**PROVIDED MATERIAL**
★ ★ ★ ★

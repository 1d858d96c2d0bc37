//! Persistence gateway for members, session spans and message history.
//!
//! All functions are synchronous and hold the connection lock for a single
//! statement or transaction. Callers inside async handlers wrap them in
//! `spawn_blocking`; the dispatcher calls them inline.

use rusqlite::{params, Connection, OptionalExtension};
use std::sync::MutexGuard;

use crate::chat::messages::Message;
use crate::db::models::{MemberRow, SessionRecord, StoredMessage};
use crate::db::DbPool;

/// Error type for persistence gateway operations.
#[derive(Debug)]
pub enum StoreError {
    /// A previous holder of the connection lock panicked.
    LockPoisoned,
    Sqlite(rusqlite::Error),
}

impl std::fmt::Display for StoreError {
    fn fmt(&self, f: &mut std::fmt::Formatter<'_>) -> std::fmt::Result {
        match self {
            StoreError::LockPoisoned => write!(f, "database lock poisoned"),
            StoreError::Sqlite(e) => write!(f, "sqlite error: {}", e),
        }
    }
}

impl std::error::Error for StoreError {
    fn source(&self) -> Option<&(dyn std::error::Error + 'static)> {
        match self {
            StoreError::LockPoisoned => None,
            StoreError::Sqlite(e) => Some(e),
        }
    }
}

impl From<rusqlite::Error> for StoreError {
    fn from(e: rusqlite::Error) -> Self {
        StoreError::Sqlite(e)
    }
}

pub type StoreResult<T> = Result<T, StoreError>;

fn lock(db: &DbPool) -> StoreResult<MutexGuard<'_, Connection>> {
    db.lock().map_err(|_| StoreError::LockPoisoned)
}

fn insert_member_if_absent(
    conn: &Connection,
    member: &str,
    display_name: Option<&str>,
) -> rusqlite::Result<()> {
    conn.execute(
        "INSERT OR IGNORE INTO members (member, display_name) VALUES (?1, ?2)",
        params![member, display_name],
    )?;
    Ok(())
}

/// Create the member row if it does not exist yet. An existing row (and its
/// display name) is never overwritten.
pub fn upsert_member(db: &DbPool, member: &str, display_name: Option<&str>) -> StoreResult<()> {
    let conn = lock(db)?;
    insert_member_if_absent(&conn, member, display_name)?;
    Ok(())
}

pub fn get_member(db: &DbPool, member: &str) -> StoreResult<Option<MemberRow>> {
    let conn = lock(db)?;
    let row = conn
        .query_row(
            "SELECT member, display_name FROM members WHERE member = ?1",
            params![member],
            |row| {
                Ok(MemberRow {
                    member: row.get(0)?,
                    display_name: row.get(1)?,
                })
            },
        )
        .optional()?;
    Ok(row)
}

/// Open a session span and return its record id.
pub fn open_session(db: &DbPool, member: &str, pc_name: &str, login_time: i64) -> StoreResult<i64> {
    let mut conn = lock(db)?;
    let tx = conn.transaction()?;
    insert_member_if_absent(&tx, member, None)?;
    tx.execute(
        "INSERT INTO sessions (member, pc_name, login_time) VALUES (?1, ?2, ?3)",
        params![member, pc_name, login_time],
    )?;
    let id = tx.last_insert_rowid();
    tx.commit()?;
    Ok(id)
}

/// Set the logout time of a session span. A span that is already closed
/// keeps its original logout time.
pub fn close_session(db: &DbPool, session_id: i64, logout_time: i64) -> StoreResult<()> {
    let conn = lock(db)?;
    conn.execute(
        "UPDATE sessions SET logout_time = ?2 WHERE id = ?1 AND logout_time IS NULL",
        params![session_id, logout_time],
    )?;
    Ok(())
}

fn session_from_row(row: &rusqlite::Row<'_>) -> rusqlite::Result<SessionRecord> {
    Ok(SessionRecord {
        id: row.get(0)?,
        member: row.get(1)?,
        pc_name: row.get(2)?,
        login_time: row.get(3)?,
        logout_time: row.get(4)?,
    })
}

pub fn get_session_record(db: &DbPool, session_id: i64) -> StoreResult<Option<SessionRecord>> {
    let conn = lock(db)?;
    let record = conn
        .query_row(
            "SELECT id, member, pc_name, login_time, logout_time FROM sessions WHERE id = ?1",
            params![session_id],
            session_from_row,
        )
        .optional()?;
    Ok(record)
}

/// Session spans of a member, most recent first.
pub fn sessions_for_member(db: &DbPool, member: &str) -> StoreResult<Vec<SessionRecord>> {
    let conn = lock(db)?;
    let mut stmt = conn.prepare(
        "SELECT id, member, pc_name, login_time, logout_time
           FROM sessions
          WHERE member = ?1
          ORDER BY login_time DESC, id DESC",
    )?;
    let records = stmt
        .query_map(params![member], session_from_row)?
        .collect::<rusqlite::Result<Vec<_>>>()?;
    Ok(records)
}

/// Persist a message for a member, creating the member row if needed.
/// Returns the message row id.
pub fn insert_message(db: &DbPool, member: &str, message: &Message) -> StoreResult<i64> {
    let mut conn = lock(db)?;
    let tx = conn.transaction()?;
    insert_member_if_absent(&tx, member, None)?;
    tx.execute(
        "INSERT INTO messages (member, sender, kind, content, timestamp, read)
         VALUES (?1, ?2, ?3, ?4, ?5, ?6)",
        params![
            member,
            message.sender.as_str(),
            message.kind.as_str(),
            message.content,
            message.timestamp.timestamp(),
            message.read,
        ],
    )?;
    let id = tx.last_insert_rowid();
    tx.commit()?;
    Ok(id)
}

/// Message history of a member, most recent first.
pub fn get_messages_by_member(
    db: &DbPool,
    member: &str,
    limit: u32,
) -> StoreResult<Vec<StoredMessage>> {
    let conn = lock(db)?;
    let mut stmt = conn.prepare(
        "SELECT id, member, sender, kind, content, timestamp, COALESCE(read, 0)
           FROM messages
          WHERE member = ?1
          ORDER BY timestamp DESC, id DESC
          LIMIT ?2",
    )?;
    let messages = stmt
        .query_map(params![member, limit], |row| {
            Ok(StoredMessage {
                id: row.get(0)?,
                member: row.get(1)?,
                sender: row.get(2)?,
                kind: row.get(3)?,
                content: row.get(4)?,
                timestamp: row.get(5)?,
                read: row.get::<_, i64>(6)? != 0,
            })
        })?
        .collect::<rusqlite::Result<Vec<_>>>()?;
    Ok(messages)
}

/// Mark every client-authored message of a member as read.
/// Returns how many rows changed; repeating the call changes nothing.
pub fn mark_messages_read(db: &DbPool, member: &str) -> StoreResult<usize> {
    let conn = lock(db)?;
    let changed = conn.execute(
        "UPDATE messages SET read = 1
          WHERE member = ?1 AND sender = 'client' AND COALESCE(read, 0) = 0",
        params![member],
    )?;
    Ok(changed)
}

pub fn get_unread_count(db: &DbPool, member: &str) -> StoreResult<i64> {
    let conn = lock(db)?;
    let count = conn.query_row(
        "SELECT COUNT(*) FROM messages
          WHERE member = ?1 AND sender = 'client' AND COALESCE(read, 0) = 0",
        params![member],
        |row| row.get(0),
    )?;
    Ok(count)
}

/// Every member that ever connected or has history, sorted.
pub fn get_all_members(db: &DbPool) -> StoreResult<Vec<String>> {
    let conn = lock(db)?;
    let mut stmt = conn.prepare("SELECT member FROM members ORDER BY member")?;
    let members = stmt
        .query_map([], |row| row.get::<_, String>(0))?
        .collect::<rusqlite::Result<Vec<_>>>()?;
    Ok(members)
}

★ ★ ★ ★

**WORK INSTRUCTIONS**
Reply with every line of the material above, unaltered.

**RESPONSE AREA**
repository 1d858d96c2d0bc37
//! Persistence gateway for members, session spans and message history.
//!
//! All functions are synchronous and hold the connection lock for a single
//! statement or transaction. Callers inside async handlers wrap them in
//! `spawn_blocking`; the dispatcher calls them inline.

use rusqlite::{params, Connection, OptionalExtension};
use std::sync::MutexGuard;

use crate::chat::messages::Message;
use crate::db::models::{MemberRow, SessionRecord, StoredMessage};
use crate::db::DbPool;

/// Error type for persistence gateway operations.
#[derive(Debug)]
pub enum StoreError {
    /// A previous holder of the connection lock panicked.
    LockPoisoned,
    Sqlite(rusqlite::Error),
}

impl std::fmt::Display for StoreError {
    fn fmt(&self, f: &mut std::fmt::Formatter<'_>) -> std::fmt::Result {
        match self {
            StoreError::LockPoisoned => write!(f, "database lock poisoned"),
            StoreError::Sqlite(e) => write!(f, "sqlite error: {}", e),
        }
    }
}

impl std::error::Error for StoreError {
    fn source(&self) -> Option<&(dyn std::error::Error + 'static)> {
        match self {
            StoreError::LockPoisoned => None,
            StoreError::Sqlite(e) => Some(e),
        }
    }
}

impl From<rusqlite::Error> for StoreError {
    fn from(e: rusqlite::Error) -> Self {
        StoreError::Sqlite(e)
    }
}

pub type StoreResult<T> = Result<T, StoreError>;

fn lock(db: &DbPool) -> StoreResult<MutexGuard<'_, Connection>> {
    db.lock().map_err(|_| StoreError::LockPoisoned)
}

fn insert_member_if_absent(
    conn: &Connection,
    member: &str,
    display_name: Option<&str>,
) -> rusqlite::Result<()> {
    conn.execute(
        "INSERT OR IGNORE INTO members (member, display_name) VALUES (?1, ?2)",
        params![member, display_name],
    )?;
    Ok(())
}

/// Create the member row if it does not exist yet. An existing row (and its
/// display name) is never overwritten.
pub fn upsert_member(db: &DbPool, member: &str, display_name: Option<&str>) -> StoreResult<()> {
    let conn = lock(db)?;
    insert_member_if_absent(&conn, member, display_name)?;
    Ok(())
}

pub fn get_member(db: &DbPool, member: &str) -> StoreResult<Option<MemberRow>> {
    let conn = lock(db)?;
    let row = conn
        .query_row(
            "SELECT member, display_name FROM members WHERE member = ?1",
            params![member],
            |row| {
                Ok(MemberRow {
                    member: row.get(0)?,
                    display_name: row.get(1)?,
                })
            },
        )
        .optional()?;
    Ok(row)
}

/// Open a session span and return its record id.
pub fn open_session(db: &DbPool, member: &str, pc_name: &str, login_time: i64) -> StoreResult<i64> {
    let mut conn = lock(db)?;
    let tx = conn.transaction()?;
    insert_member_if_absent(&tx, member, None)?;
    tx.execute(
        "INSERT INTO sessions (member, pc_name, login_time) VALUES (?1, ?2, ?3)",
        params![member, pc_name, login_time],
    )?;
    let id = tx.last_insert_rowid();
    tx.commit()?;
    Ok(id)
}

/// Set the logout time of a session span. A span that is already closed
/// keeps its original logout time.
pub fn close_session(db: &DbPool, session_id: i64, logout_time: i64) -> StoreResult<()> {
    let conn = lock(db)?;
    conn.execute(
        "UPDATE sessions SET logout_time = ?2 WHERE id = ?1 AND logout_time IS NULL",
        params![session_id, logout_time],
    )?;
    Ok(())
}

fn session_from_row(row: &rusqlite::Row<'_>) -> rusqlite::Result<SessionRecord> {
    Ok(SessionRecord {
        id: row.get(0)?,
        member: row.get(1)?,
        pc_name: row.get(2)?,
        login_time: row.get(3)?,
        logout_time: row.get(4)?,
    })
}

pub fn get_session_record(db: &DbPool, session_id: i64) -> StoreResult<Option<SessionRecord>> {
    let conn = lock(db)?;
    let record = conn
        .query_row(
            "SELECT id, member, pc_name, login_time, logout_time FROM sessions WHERE id = ?1",
            params![session_id],
            session_from_row,
        )
        .optional()?;
    Ok(record)
}

/// Session spans of a member, most recent first.
pub fn sessions_for_member(db: &DbPool, member: &str) -> StoreResult<Vec<SessionRecord>> {
    let conn = lock(db)?;
    let mut stmt = conn.prepare(
        "SELECT id, member, pc_name, login_time, logout_time
           FROM sessions
          WHERE member = ?1
          ORDER BY login_time DESC, id DESC",
    )?;
    let records = stmt
        .query_map(params![member], session_from_row)?
        .collect::<rusqlite::Result<Vec<_>>>()?;
    Ok(records)
}

/// Persist a message for a member, creating the member row if needed.
/// Returns the message row id.
pub fn insert_message(db: &DbPool, member: &str, message: &Message) -> StoreResult<i64> {
    let mut conn = lock(db)?;
    let tx = conn.transaction()?;
    insert_member_if_absent(&tx, member, None)?;
    tx.execute(
        "INSERT INTO messages (member, sender, kind, content, timestamp, read)
         VALUES (?1, ?2, ?3, ?4, ?5, ?6)",
        params![
            member,
            message.sender.as_str(),
            message.kind.as_str(),
            message.content,
            message.timestamp.timestamp(),
            message.read,
        ],
    )?;
    let id = tx.last_insert_rowid();
    tx.commit()?;
    Ok(id)
}

/// Message history of a member, most recent first.
pub fn get_messages_by_member(
    db: &DbPool,
    member: &str,
    limit: u32,
) -> StoreResult<Vec<StoredMessage>> {
    let conn = lock(db)?;
    let mut stmt = conn.prepare(
        "SELECT id, member, sender, kind, content, timestamp, COALESCE(read, 0)
           FROM messages
          WHERE member = ?1
          ORDER BY timestamp DESC, id DESC
          LIMIT ?2",
    )?;
    let messages = stmt
        .query_map(params![member, limit], |row| {
            Ok(StoredMessage {
                id: row.get(0)?,
                member: row.get(1)?,
                sender: row.get(2)?,
                kind: row.get(3)?,
                content: row.get(4)?,
                timestamp: row.get(5)?,
                read: row.get::<_, i64>(6)? != 0,
            })
        })?
        .collect::<rusqlite::Result<Vec<_>>>()?;
    Ok(messages)
}

/// Mark every client-authored message of a member as read.
/// Returns how many rows changed; repeating the call changes nothing.
pub fn mark_messages_read(db: &DbPool, member: &str) -> StoreResult<usize> {
    let conn = lock(db)?;
    let changed = conn.execute(
        "UPDATE messages SET read = 1
          WHERE member = ?1 AND sender = 'client' AND COALESCE(read, 0) = 0",
        params![member],
    )?;
    Ok(changed)
}

pub fn get_unread_count(db: &DbPool, member: &str) -> StoreResult<i64> {
    let conn = lock(db)?;
    let count = conn.query_row(
        "SELECT COUNT(*) FROM messages
          WHERE member = ?1 AND sender = 'client' AND COALESCE(read, 0) = 0",
        params![member],
        |row| row.get(0),
    )?;
    Ok(count)
}

/// Every member that ever connected or has history, sorted.
pub fn get_all_members(db: &DbPool) -> StoreResult<Vec<String>> {
    let conn = lock(db)?;
    let mut stmt = conn.prepare("SELECT member FROM members ORDER BY member")?;
    let members = stmt
        .query_map([], |row| row.get::<_, String>(0))?
        .collect::<rusqlite::Result<Vec<_>>>()?;
    Ok(members)
}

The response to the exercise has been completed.